Well, here we are. Britt will almost certainly face a multiple-game suspension when this all shakes out, and the Titans selected Baylor receiver Kendall Wright to pick up the slack in this year's draft. The thought was that the Titans needed more weapons as Britt recovered from multiple knee surgeries, but there are now other concerns.

In a larger sense, Goodell will have to do something reasonable about the NFL's recent crime wave -- since Super Bowl XVLI ended on the evening of Feb. 5, there have been 27 different arrests of NFL players. In the last week alone, Seattle Seahawks running back Marshawn Lynch (DUI), St.
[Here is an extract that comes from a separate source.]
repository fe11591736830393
pub mod token;
pub mod lexer;
pub mod ast;
pub mod parser;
Louis Rams defensive end Robert Quinn (DUI) and Britt (DUI) have all been popped for the same basic offense.

Again, I said reasonable. Not what Goodell usually does, which is to act in haste and with extremism before he gathers all the facts (see Saints, New Orleans), but something concrete and serious and most definitely in partnership with the NFLPA.

Players aren't going to listen to Goodell's "angry patrician uncle" shtick when it comes to changing their lifestyles -- and some won't listen at all -- but a new and more powerful message needs to be sent. Not more punitive, but certainly more powerful.